Après cette parenthèse côtière, j’ai rejoint la région de Kanchanaburi. Là, le rythme ralentit. Les forêts, les rivières et la proximité des montagnes donnent une atmosphère presque spirituelle. J’y ai passé plusieurs jours dans un centre dédié au soin d’éléphants âgés ou retirés du travail forcé. Observer ces animaux évoluer librement m’a profondément marqué, surtout dans une culture où l’éléphant est un symbole essentiel : force, mémoire, protection. Kanchanaburi rappelle aussi une histoire plus sombre, avec les traces encore visibles de la Seconde Guerre mondiale, ce qui donne à la région une profondeur supplémentaire.
Bangkok a conclu le voyage avec une énergie totalement différente. C’est une ville immense, vibrante, épuisante parfois, mais fascinante en permanence. On passe sans transition des temples scintillants aux marchés de rue, des canaux tranquilles aux centres commerciaux futuristes, du silence des sanctuaires bouddhistes aux avenues saturées de vie. Tout coexiste et tout semble fonctionner dans un mouvement continu. On comprend vite que la modernité du pays ne s’est jamais construite contre ses traditions, mais avec elles : offrandes devant les boutiques, amulettes accrochées aux taxis, gratte-ciel surplombant des quartiers anciens inchangés depuis des décennies.

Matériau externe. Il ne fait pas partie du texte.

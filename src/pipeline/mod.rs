//! The segment pipeline: capture → detect → encode → persist → publish.
//!
//! One pipeline owns its PCM and encoded buffers, its capture source and its
//! encoder. Cycles run strictly in order on the calling thread. Only capture
//! failures end a run; anything that goes wrong with a single segment is
//! logged, recorded in the [`CycleReport`], and the stream moves on.

use std::fs::File;
use std::io::{self, Write};
use std::path::{Path, PathBuf};
use std::sync::atomic::{AtomicBool, Ordering};

use crate::audio::{
    CaptureSource, EventVerdict, LoudEvent, LoudnessSink, SegmentEncoder, ThresholdDetector,
};
use crate::config::Config;
use crate::error::{EncodeError, PipelineError, SegmentIssue};
use crate::playlist::{PlaylistBuilder, PlaylistWindow};
use crate::segment::{Segment, SegmentSizing, segment_file_name};
use crate::state_machine::PipelineState;


/// Outcome of one published segment.
#[derive(Debug)]
pub struct CycleReport {
    pub segment: Segment,
    pub verdict: EventVerdict,
    pub encoded_bytes: usize,
    /// Recoverable problems hit while producing this segment.
    pub issues: Vec<SegmentIssue>,
}

#[derive(Debug, Default, Clone, Copy, PartialEq, Eq)]
pub struct RunSummary {
    pub segments: u64,
    pub loud_segments: u64,
    pub issues: u64,
}

impl RunSummary {
    fn record(&mut self, report: &CycleReport) {
        self.segments += 1;
        if report.verdict.is_loud {
            self.loud_segments += 1;
        }
        self.issues += report.issues.len() as u64;
    }
}

/// Writes one segment's bytes to its file.
type PersistFn = fn(u64, &Path, &[u8]) -> Result<(), SegmentIssue>;

pub struct SegmentPipeline<C, E, S> {
    capture: C,
    encoder: E,
    sink: S,
    detector: ThresholdDetector,
    playlist: PlaylistBuilder,
    window: PlaylistWindow,
    output_directory: PathBuf,
    name_template: String,
    segment_seconds: f64,
    sample_rate: u32,
    sizing: SegmentSizing,
    pcm: Vec<i16>,
    encoded: Vec<u8>,
    persist: PersistFn,
    next_sequence: u64,
    state: PipelineState,
}

impl<C, E, S> SegmentPipeline<C, E, S>
where
    C: CaptureSource,
    E: SegmentEncoder,
    S: LoudnessSink,
{
    pub fn new(config: &Config, capture: C, encoder: E, sink: S) -> Result<Self, PipelineError> {
        let sizing = SegmentSizing::compute(config.segment_seconds, config.sample_rate)?;
        let (pcm, encoded) = sizing.allocate();

        let playlist = PlaylistBuilder::new(
            &config.base_url,
            &config.name_template,
            encoder.extension(),
            config.segment_seconds,
            config.playlist_path(),
        )?;
        let detector = ThresholdDetector::new(
            config.level_threshold,
            config.intensity_threshold,
            config.detector_stride,
        )
        .positive_only(config.positive_only);

        Ok(Self {
            capture,
            encoder,
            sink,
            detector,
            playlist,
            window: PlaylistWindow::new(),
            output_directory: config.output_directory.clone(),
            name_template: config.name_template.clone(),
            segment_seconds: config.segment_seconds,
            sample_rate: config.sample_rate,
            sizing,
            pcm,
            encoded,
            persist: persist_segment,
            next_sequence: 0,
            state: PipelineState::Idle,
        })
    }

    /// Change segment duration and sample rate between cycles.
    ///
    /// Both buffers are replaced together. On error nothing changes.
    pub fn reconfigure(
        &mut self,
        segment_seconds: f64,
        sample_rate: u32,
    ) -> Result<(), PipelineError> {
        let sizing = SegmentSizing::compute(segment_seconds, sample_rate)?;
        let (pcm, encoded) = sizing.allocate();

        self.sizing = sizing;
        self.pcm = pcm;
        self.encoded = encoded;
        self.segment_seconds = segment_seconds;
        self.sample_rate = sample_rate;
        self.playlist.set_target_duration(segment_seconds);

        log::info!(
            "Pipeline reconfigured: {}s @ {}Hz, {} samples, {} byte output buffer",
            segment_seconds,
            sample_rate,
            sizing.sample_capacity,
            sizing.encoded_capacity
        );
        Ok(())
    }

    pub fn state(&self) -> PipelineState {
        self.state
    }

    pub fn sizing(&self) -> SegmentSizing {
        self.sizing
    }

    pub fn window(&self) -> &PlaylistWindow {
        &self.window
    }

    pub fn next_sequence(&self) -> u64 {
        self.next_sequence
    }

    /// Run cycles until `limit` segments are published (0 = no limit) or
    /// `running` is cleared. The flag is only checked between cycles.
    pub fn run(&mut self, running: &AtomicBool, limit: u64) -> Result<RunSummary, PipelineError> {
        let mut summary = RunSummary::default();

        log::info!(
            "Segmenting started: {}s segments, {} samples each, limit={}",
            self.segment_seconds,
            self.sizing.sample_capacity,
            limit
        );

        while running.load(Ordering::Relaxed) {
            if limit != 0 && summary.segments >= limit {
                break;
            }
            let report = self.run_cycle()?;
            log::debug!(
                "{} ({} samples) -> {} bytes",
                report.segment.file_path.display(),
                report.segment.sample_count,
                report.encoded_bytes
            );
            summary.record(&report);
        }

        log::info!(
            "Segmenting stopped: {} segments, {} loud, {} issues",
            summary.segments,
            summary.loud_segments,
            summary.issues
        );
        Ok(summary)
    }

    /// Produce and publish exactly one segment.
    pub fn run_cycle(&mut self) -> Result<CycleReport, PipelineError> {
        let sequence = self.next_sequence;
        let mut issues = Vec::new();

        // Blocks for roughly one segment duration
        self.state = PipelineState::Capturing;
        if let Err(source) = self.capture.read(&mut self.pcm) {
            self.state = PipelineState::Failed;
            log::error!("Capture failed on segment {}: {}", sequence, source);
            return Err(PipelineError::CaptureFailure { sequence, source });
        }

        self.state = PipelineState::Encoding;
        let verdict = self.detector.scan(&self.pcm);
        if verdict.is_loud {
            self.sink.notify(LoudEvent {
                sequence_number: sequence,
                verdict,
            });
        }

        let encoded_bytes = match self.encode() {
            Ok(n) => n,
            Err(source) => {
                report(&mut issues, SegmentIssue::EncodeFailure { sequence, source });
                0
            }
        };

        self.state = PipelineState::Persisting;
        let file_name = segment_file_name(&self.name_template, sequence, self.encoder.extension());
        let file_path = self.output_directory.join(file_name);
        if let Err(issue) = (self.persist)(sequence, &file_path, &self.encoded[..encoded_bytes]) {
            report(&mut issues, issue);
        }

        let segment = Segment {
            sequence_number: sequence,
            sample_count: self.pcm.len(),
            duration_seconds: self.pcm.len() as f64 / f64::from(self.sample_rate),
            file_path,
        };
        self.window.push(segment.clone());
        if let Err(issue) = self.playlist.publish(&self.window) {
            report(&mut issues, issue);
        }

        self.next_sequence += 1;
        self.state = PipelineState::Published;

        log::info!(
            "Segment {} published: {} bytes, media sequence {}",
            sequence,
            encoded_bytes,
            self.window.media_sequence()
        );

        Ok(CycleReport {
            segment,
            verdict,
            encoded_bytes,
            issues,
        })
    }

    fn encode(&mut self) -> Result<usize, EncodeError> {
        let capacity = self.sizing.encoded_capacity;
        self.encoded.clear();
        self.encoder.encode(&self.pcm, &mut self.encoded)?;

        let produced = self.encoded.len();
        if produced > capacity {
            self.encoded.clear();
            return Err(EncodeError::Overflow { produced, capacity });
        }
        Ok(produced)
    }

    #[cfg(test)]
    fn with_persist(mut self, persist: PersistFn) -> Self {
        self.persist = persist;
        self
    }
}

fn report(issues: &mut Vec<SegmentIssue>, issue: SegmentIssue) {
    log::error!("{}", issue);
    issues.push(issue);
}

/// Write `bytes` to a freshly created file. A partial write is reported as
/// `ShortWrite`, the segment is still published.
fn persist_segment(sequence: u64, path: &Path, bytes: &[u8]) -> Result<(), SegmentIssue> {
    let mut file = File::create(path).map_err(|source| SegmentIssue::PersistFailure {
        sequence,
        path: path.to_path_buf(),
        source,
    })?;
    write_segment(&mut file, sequence, path, bytes)
}

fn write_segment<W: Write>(
    out: &mut W,
    sequence: u64,
    path: &Path,
    bytes: &[u8],
) -> Result<(), SegmentIssue> {
    let mut written = 0;
    while written < bytes.len() {
        match out.write(&bytes[written..]) {
            Ok(0) => break,
            Ok(n) => written += n,
            Err(e) if e.kind() == io::ErrorKind::Interrupted => continue,
            Err(source) if written == 0 => {
                return Err(SegmentIssue::PersistFailure {
                    sequence,
                    path: path.to_path_buf(),
                    source,
                });
            }
            Err(_) => break,
        }
    }

    if written != bytes.len() {
        return Err(SegmentIssue::ShortWrite {
            sequence,
            path: path.to_path_buf(),
            written,
            expected: bytes.len(),
        });
    }
    Ok(())
}
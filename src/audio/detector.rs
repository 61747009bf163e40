//! Loudness threshold detector.
//!
//! Scans a captured segment with a fixed stride and counts samples whose
//! amplitude exceeds the level threshold. A segment is loud when the count
//! exceeds the intensity threshold. Each segment is judged on its own.

#[derive(Debug, Clone, Copy, PartialEq, Eq)]
pub struct EventVerdict {
    pub is_loud: bool,
    pub exceed_count: u32,
}

/// A loud segment, handed to a [`LoudnessSink`].
#[derive(Debug, Clone, Copy, PartialEq, Eq)]
pub struct LoudEvent {
    pub sequence_number: u64,
    pub verdict: EventVerdict,
}

/// Receives loud-segment notifications. Implementations must not block.
pub trait LoudnessSink {
    fn notify(&mut self, event: LoudEvent);
}

impl LoudnessSink for tokio::sync::mpsc::Sender<LoudEvent> {
    fn notify(&mut self, event: LoudEvent) {
        if let Err(e) = self.try_send(event) {
            log::warn!(
                "Dropping loud event for segment {}: {}",
                event.sequence_number,
                e
            );
        }
    }
}

#[derive(Debug, Clone)]
pub struct ThresholdDetector {
    level_threshold: i32,
    intensity_threshold: u32,
    stride: usize,
    /// Only count positive excursions.
    positive_only: bool,
}

impl ThresholdDetector {
    /// `stride` of 0 is treated as 1.
    pub fn new(level_threshold: i32, intensity_threshold: u32, stride: usize) -> Self {
        Self {
            level_threshold,
            intensity_threshold,
            stride: stride.max(1),
            positive_only: false,
        }
    }

    pub fn positive_only(mut self, positive_only: bool) -> Self {
        self.positive_only = positive_only;
        self
    }

    pub fn scan(&self, pcm: &[i16]) -> EventVerdict {
        let level = self.level_threshold;
        let exceed_count = pcm
            .iter()
            .step_by(self.stride)
            .filter(|&&s| {
                let amplitude = if self.positive_only {
                    i32::from(s)
                } else {
                    i32::from(s).abs()
                };
                amplitude > level
            })
            .count() as u32;

        EventVerdict {
            is_loud: exceed_count > self.intensity_threshold,
            exceed_count,
        }
    }
}
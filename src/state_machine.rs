/// Where the segment pipeline is within its cycle.
#[derive(Debug, Clone, Copy, PartialEq, Eq)]
pub enum PipelineState {
    Idle,
    Capturing,
    Encoding,
    Persisting,
    Published,
    Failed,
}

Ce voyage m’a rappelé à quel point la Thaïlande est un pays profondément accueillant. On y mange incroyablement bien, on rencontre des gens d’une gentillesse désarmante, et l’on se sent partout guidé par cette douceur propre aux Thaïs. Vingt jours n’ont fait que renforcer l’impression d’un pays généreux, multiple, où l’on a immédiatement envie de revenir pour poursuivre l’exploration.